In any case, there is a fair chance that she just doesn't have a balanced base of knowledge to work from, despite her 20 years of experience. Heck, how often does she even see a poly family in her office? It's a fair question for me to ask.

---

Re: parents pretend they're doing poly for the good of their children, when actually they're only doing it to gratify themselves ... that's a fair statement. I've never heard of anyone saying, "Hey, let's do poly -- it'd be great for the kids!" I think it would be somewhat disingenuous for almost any parent to put it like that.

Although -- monogamous parents do things that aren't necessarily geared towards the benefit of the kids. Such as hiring a babysitter so that they (just the parents) can have a date night. Or leaving the kids with the grandparents so that the parents can go on some kind of a second honeymoon trip. Or, heck, even just having sex, period. No parent would say, "Yeah, I'm having sex mainly because it'll make the kids feel good." Maybe the kids will benefit indirectly but they are hardly the focal point of parental sex (unless you count TTC sex).

Of course, parents generally do such "just for us adults" things in such a way as to be sure it won't be harmful to the kids, an important point I wouldn't want to gloss over. I only say that if the kids aren't harmed by it, then some "selfish adult pleasures" are okay.

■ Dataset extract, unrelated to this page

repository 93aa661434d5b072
pub mod commands;
pub mod handlers;
pub mod output;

On a half-related note, parents don't always do what the kids would want, either. Sometimes a parent insists that a child clean his/her room or eat his/her vegetables. Sometimes a parent grounds a child, or sends that child to a "time out," if the child is out of line or out of control. Just establishing, while we're in the neighborhood, that a child doesn't always have to be pleased with the game plan in order for said game plan to be considered good for the child.

---

Re:
Quote:
"I freely admit there are indeed some who are in a polyamorous relationship who truly believe it is grand -- while they are in it."
And I'm willing to bet my last dollar that I'm going to continue to be "in it" until I or one or both of my poly companions die/s. I guess I'm doomed to suffer from a delusion of grandness until then? Who's to say that all happiness isn't an illusion? What are the standards for determining who's really happy and who's just kidding themselves?

Re:
Quote:
"Certainly for the days, weeks, months, and for small numbers of people, years -- there are aspects of polyamory that are indeed grand for them."
What aspects are those? The only drawbacks I've experienced in my poly family are the same kind of drawbacks I experienced in my previous monogamous life. Those pesky little petty disagreements that sometimes crop up in daily life. Those first few years in the relationship, which tend to be difficult years. Afterwhich those involved learn how to get along with each other and work with each other's idiosyncrasies.

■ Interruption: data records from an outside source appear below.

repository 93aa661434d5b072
use serde::{Deserialize, Serialize};

/// An entry directly under a list. Owns its sub-items.
#[derive(Debug, Clone, PartialEq, Eq, Serialize, Deserialize)]
#[serde(rename_all = "camelCase")]
pub struct TopLevelItem {
    /// Unique within the owning list
    pub id: String,
    pub text: String,
    /// Sub-items in display order
    #[serde(default)]
    pub sub_items: Vec<SubItem>,
}

impl TopLevelItem {
    pub fn new(id: String, text: String) -> Self {
        TopLevelItem {
            id,
            text,
            sub_items: Vec::new(),
        }
    }
}

/// A leaf entry owned by exactly one top-level item.
///
/// Sub-items carry no children field, so a list can never grow deeper than
/// two levels. On disk they keep the same record shape as top-level items
/// (an always-empty `subItems` array) so stored lists stay readable by older
/// clients.
#[derive(Debug, Clone, PartialEq, Eq, Serialize, Deserialize)]
#[serde(try_from = "StoredSubItem", into = "StoredSubItem")]
pub struct SubItem {
    pub id: String,
    pub text: String,
    /// Id of the item this entry was created under. Informational only:
    /// ownership is always derived from containment.
    pub parent_id: Option<String>,
}

impl SubItem {
    pub fn new(id: String, text: String, parent_id: &str) -> Self {
        SubItem {
            id,
            text,
            parent_id: Some(parent_id.to_string()),
        }
    }
}

/// Promotion: the sub-item keeps its id and text and forgets its parent.
impl From<SubItem> for TopLevelItem {
    fn from(sub: SubItem) -> Self {
        TopLevelItem::new(sub.id, sub.text)
    }
}

/// A stored sub-item had children of its own.
#[derive(Debug, thiserror::Error)]
#[error("sub-item {0} has nested sub-items; lists are only two levels deep")]
pub struct NestedSubItems(pub String);

#[derive(Serialize, Deserialize)]
#[serde(rename_all = "camelCase")]
struct StoredSubItem {
    id: String,
    text: String,
    #[serde(default)]
    sub_items: Vec<serde_json::Value>,
    #[serde(default, skip_serializing_if = "Option::is_none")]
    parent_id: Option<String>,
}

impl TryFrom<StoredSubItem> for SubItem {
    type Error = NestedSubItems;

    fn try_from(stored: StoredSubItem) -> Result<Self, Self::Error> {
        if !stored.sub_items.is_empty() {
            return Err(NestedSubItems(stored.id));
        }
        Ok(SubItem {
            id: stored.id,
            text: stored.text,
            parent_id: stored.parent_id,
        })
    }
}

impl From<SubItem> for StoredSubItem {
    fn from(sub: SubItem) -> Self {
        StoredSubItem {
            id: sub.id,
            text: sub.text,
            sub_items: Vec::new(),
            parent_id: sub.parent_id,
        }
    }
}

One weakness in Dr. Ruskin's article is she tends (despite her early disclaimer) to stereotype polyamory -- as if most polyamorists are "revolving-door polyamorists" (NRE junkies?) -- people with new lovers cycling into and out of their lives all the time.

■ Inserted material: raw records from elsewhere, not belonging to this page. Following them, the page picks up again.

use crate::engine::{ListError, catalog, ids, items_key};
use crate::io::kv::KeyValueStore;
use crate::model::item::TopLevelItem;
use crate::model::list::TodoList;
use crate::ops::item_ops::{self, InsertPosition};

/// An editing session on one list.
///
/// Every operation that changes the tree writes the whole item sequence back
/// to the store before the in-memory copy is updated, so a failed write
/// leaves the session showing exactly what is stored. Empty text and unknown
/// ids are no-ops, reported as `false` / `None`.
#[derive(Debug)]
pub struct ListEngine<S> {
    store: S,
    list: TodoList,
}

impl<S: KeyValueStore> ListEngine<S> {
    pub(crate) fn new(store: S, list: TodoList) -> Self {
        ListEngine { store, list }
    }

    /// Load `list_id` from `store` and start a session on it.
    pub fn open(store: S, list_id: &str, default_title: &str) -> Result<Self, ListError> {
        let list = catalog::load_list(&store, list_id, default_title)?;
        Ok(ListEngine { store, list })
    }

    /// The canonical list as last persisted
    pub fn list(&self) -> &TodoList {
        &self.list
    }

    pub fn items(&self) -> &[TopLevelItem] {
        &self.list.items
    }

    /// Append a top-level item. Returns the new id, or `None` for blank text.
    pub fn add_item(&mut self, text: &str) -> Result<Option<String>, ListError> {
        let id = self.mint_item_id();
        let added = self.apply("add_item", |items| {
            item_ops::add_item(items, id.clone(), text)
        })?;
        Ok(added.then_some(id))
    }

    /// Append a sub-item under `parent_id`. Returns the new id, or `None`
    /// for blank text or an unknown parent.
    pub fn add_sub_item(&mut self, parent_id: &str, text: &str) -> Result<Option<String>, ListError> {
        let id = self.mint_item_id();
        let added = self.apply("add_sub_item", |items| {
            item_ops::add_sub_item(items, parent_id, id.clone(), text)
        })?;
        Ok(added.then_some(id))
    }

    pub fn edit_item(&mut self, item_id: &str, text: &str) -> Result<bool, ListError> {
        self.apply("edit_item", |items| item_ops::edit_item(items, item_id, text))
    }

    pub fn delete_item(&mut self, item_id: &str, is_sub_item: bool) -> Result<bool, ListError> {
        self.apply("delete_item", |items| {
            item_ops::delete_item(items, item_id, is_sub_item)
        })
    }

    /// Reattach a sub-item to another parent. An unknown or missing parent
    /// leaves the tree unchanged.
    pub fn move_sub_item(
        &mut self,
        sub_item_id: &str,
        new_parent_id: Option<&str>,
    ) -> Result<bool, ListError> {
        self.apply("move_sub_item", |items| {
            item_ops::move_sub_item(items, sub_item_id, new_parent_id)
        })
    }

    pub fn promote_sub_item(&mut self, sub_item_id: &str) -> Result<bool, ListError> {
        self.apply("promote_sub_item", |items| {
            item_ops::promote_sub_item(items, sub_item_id)
        })
    }

    pub fn reorder_item(&mut self, item_id: &str, position: &InsertPosition) -> Result<bool, ListError> {
        self.apply("reorder_item", |items| {
            item_ops::reorder_item(items, item_id, position)
        })
    }

    pub fn reorder_sub_item(
        &mut self,
        sub_item_id: &str,
        position: &InsertPosition,
    ) -> Result<bool, ListError> {
        self.apply("reorder_sub_item", |items| {
            item_ops::reorder_sub_item(items, sub_item_id, position)
        })
    }

    fn mint_item_id(&self) -> String {
        ids::mint_id(|candidate| item_ops::contains_id(&self.list.items, candidate))
    }

    /// Run `op` on a copy of the items; persist and adopt the copy if it
    /// reports a change.
    fn apply(
        &mut self,
        op_name: &str,
        op: impl FnOnce(&mut Vec<TopLevelItem>) -> bool,
    ) -> Result<bool, ListError> {
        let mut items = self.list.items.clone();
        if !op(&mut items) {
            log::debug!("{} on list {}: no change", op_name, self.list.id);
            return Ok(false);
        }

        let key = items_key(&self.list.id);
        let encoded = serde_json::to_string(&items).map_err(|source| ListError::Encode {
            key: key.clone(),
            source,
        })?;
        self.store.set(&key, &encoded)?;
        self.list.items = items;
        log::debug!("{} on list {}: saved", op_name, self.list.id);
        Ok(true)
    }
}

#[cfg(test)]
mod tests {
    use super::*;
    use crate::engine::Catalog;
    use crate::io::kv::{MemoryStore, StorageError};
    use pretty_assertions::assert_eq;

    fn texts(items: &[TopLevelItem]) -> Vec<&str> {
        items.iter().map(|i| i.text.as_str()).collect()
    }

    fn fresh() -> (Catalog<MemoryStore>, String) {
        let mut cat = Catalog::new(MemoryStore::new());
        let id = cat.create_list("Groceries").unwrap();
        (cat, id)
    }

    #[test]
    fn test_add_item_persists() {
        let (mut cat, id) = fresh();
        let item_id = {
            let mut engine = cat.open(&id).unwrap();
            let item_id = engine.add_item("Milk").unwrap().unwrap();
            assert_eq!(engine.items().len(), 1);
            item_id
        };
        let list = cat.load_list(&id).unwrap();
        assert_eq!(list.items.len(), 1);
        assert_eq!(list.items[0].id, item_id);
        assert_eq!(list.items[0].text, "Milk");
    }

    #[test]
    fn test_add_blank_is_noop_and_writes_nothing() {
        let (mut cat, id) = fresh();
        let mut engine = cat.open(&id).unwrap();
        assert_eq!(engine.add_item("").unwrap(), None);
        assert_eq!(engine.add_item("   ").unwrap(), None);
        assert!(engine.items().is_empty());
        drop(engine);
        assert_eq!(cat.raw_items(&id).unwrap(), None);
    }

    #[test]
    fn test_item_ids_unique_within_list() {
        let (mut cat, id) = fresh();
        let mut engine = cat.open(&id).unwrap();
        let a = engine.add_item("a").unwrap().unwrap();
        let b = engine.add_item("b").unwrap().unwrap();
        let c = engine.add_sub_item(&a, "c").unwrap().unwrap();
        assert_ne!(a, b);
        assert_ne!(b, c);
        assert_ne!(a, c);
    }

    #[test]
    fn test_groceries_scenario() {
        let (mut cat, id) = fresh();
        let mut engine = cat.open(&id).unwrap();
        let milk = engine.add_item("Milk").unwrap().unwrap();
        engine.add_item("Bread").unwrap().unwrap();
        engine.add_sub_item(&milk, "2%").unwrap().unwrap();
        drop(engine);

        let list = cat.load_list(&id).unwrap();
        assert_eq!(list.title, "Groceries");
        assert_eq!(texts(&list.items), vec!["Milk", "Bread"]);
        assert_eq!(list.items[0].sub_items.len(), 1);
        assert_eq!(list.items[0].sub_items[0].text, "2%");
        assert_eq!(list.items[0].sub_items[0].parent_id.as_deref(), Some(milk.as_str()));
        assert!(list.items[1].sub_items.is_empty());
    }

    #[test]
    fn test_edit_twice_keeps_one_item() {
        let (mut cat, id) = fresh();
        let mut engine = cat.open(&id).unwrap();
        engine.add_item("a").unwrap();
        let b = engine.add_item("b").unwrap().unwrap();
        engine.add_item("c").unwrap();

        assert!(engine.edit_item(&b, "X").unwrap());
        assert!(engine.edit_item(&b, "Y").unwrap());
        assert_eq!(texts(engine.items()), vec!["a", "Y", "c"]);
        assert_eq!(engine.items().iter().filter(|i| i.id == b).count(), 1);
    }

    #[test]
    fn test_edit_sub_item_through_engine() {
        let (mut cat, id) = fresh();
        let mut engine = cat.open(&id).unwrap();
        let milk = engine.add_item("Milk").unwrap().unwrap();
        let sub = engine.add_sub_item(&milk, "2%").unwrap().unwrap();
        assert!(engine.edit_item(&sub, "Skim").unwrap());
        assert_eq!(engine.items()[0].sub_items[0].text, "Skim");
    }

    #[test]
    fn test_delete_top_level_with_sub_items() {
        let (mut cat, id) = fresh();
        let mut engine = cat.open(&id).unwrap();
        let a = engine.add_item("a").unwrap().unwrap();
        engine.add_sub_item(&a, "a1").unwrap();
        engine.add_item("b").unwrap();
        engine.add_item("c").unwrap();

        assert!(engine.delete_item(&a, false).unwrap());
        assert_eq!(texts(engine.items()), vec!["b", "c"]);
        assert!(!engine.delete_item(&a, false).unwrap());
    }

    #[test]
    fn test_move_then_promote() {
        let (mut cat, id) = fresh();
        let mut engine = cat.open(&id).unwrap();
        let a = engine.add_item("A").unwrap().unwrap();
        let b = engine.add_item("B").unwrap().unwrap();
        let s = engine.add_sub_item(&a, "s").unwrap().unwrap();

        assert!(engine.move_sub_item(&s, Some(&b)).unwrap());
        assert!(engine.items()[0].sub_items.is_empty());
        assert_eq!(engine.items()[1].sub_items.len(), 1);
        assert_eq!(engine.items()[1].sub_items[0].id, s);
        assert_eq!(engine.items()[1].sub_items[0].text, "s");

        assert!(engine.promote_sub_item(&s).unwrap());
        assert!(engine.items().iter().all(|i| i.sub_items.iter().all(|x| x.id != s)));
        let last = engine.items().last().unwrap();
        assert_eq!(last.id, s);
        assert_eq!(last.text, "s");
        drop(engine);

        // The promoted entry is stored without a parent
        let raw = cat.raw_items(&id).unwrap().unwrap();
        let stored: serde_json::Value = serde_json::from_str(&raw).unwrap();
        assert!(stored[2].get("parentId").is_none());
    }

    #[test]
    fn test_move_to_unknown_parent_keeps_tree() {
        let (mut cat, id) = fresh();
        let mut engine = cat.open(&id).unwrap();
        let a = engine.add_item("A").unwrap().unwrap();
        let s = engine.add_sub_item(&a, "s").unwrap().unwrap();
        let before = engine.list().clone();

        assert!(!engine.move_sub_item(&s, Some("no-such-item")).unwrap());
        assert!(!engine.move_sub_item(&s, None).unwrap());
        assert_eq!(engine.list(), &before);
    }

    #[test]
    fn test_reorder_through_engine() {
        let (mut cat, id) = fresh();
        let mut engine = cat.open(&id).unwrap();
        engine.add_item("a").unwrap();
        let b = engine.add_item("b").unwrap().unwrap();
        assert!(engine.reorder_item(&b, &InsertPosition::Top).unwrap());
        drop(engine);
        assert_eq!(texts(&cat.load_list(&id).unwrap().items), vec!["b", "a"]);
    }

    #[test]
    fn test_failed_write_leaves_session_unchanged() {
        let store = MemoryStore::with_quota(120);
        let mut engine = ListEngine::open(store, "1", "Untitled").unwrap();
        engine.add_item("fits").unwrap().unwrap();
        let before = engine.list().clone();

        let err = engine.add_item(&"x".repeat(200)).unwrap_err();
        assert!(matches!(
            err,
            ListError::Storage(StorageError::QuotaExceeded { .. })
        ));
        assert_eq!(engine.list(), &before);
    }

    #[test]
    fn test_lists_do_not_share_items() {
        let mut cat = Catalog::new(MemoryStore::new());
        let a = cat.create_list("A").unwrap();
        let b = cat.create_list("B").unwrap();
        cat.open(&b).unwrap().add_item("only in B").unwrap();
        let b_before = cat.raw_items(&b).unwrap();

        let mut engine = cat.open(&a).unwrap();
        let x = engine.add_item("x").unwrap().unwrap();
        engine.add_sub_item(&x, "y").unwrap();
        engine.delete_item(&x, false).unwrap();
        drop(engine);

        assert_eq!(cat.raw_items(&b).unwrap(), b_before);
        assert_eq!(texts(&cat.load_list(&b).unwrap().items), vec!["only in B"]);
    }
}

While such a poly style certainly exists and is fair game for critical observation, a rather different (and at least equally common, from what I've seen) setting is arranged for the children of, say, a closed, lifetime-committed V or triad -- if all three adults are truly consenting. If one of the adults consents with certain stipulations and another one of the adults stops observing those stipulations, then mutual consent is lost, discord among the adults follows, and that's bad for the kids. The kids may become the rope in a tug-o-war between opposing ideologies.

[continued below]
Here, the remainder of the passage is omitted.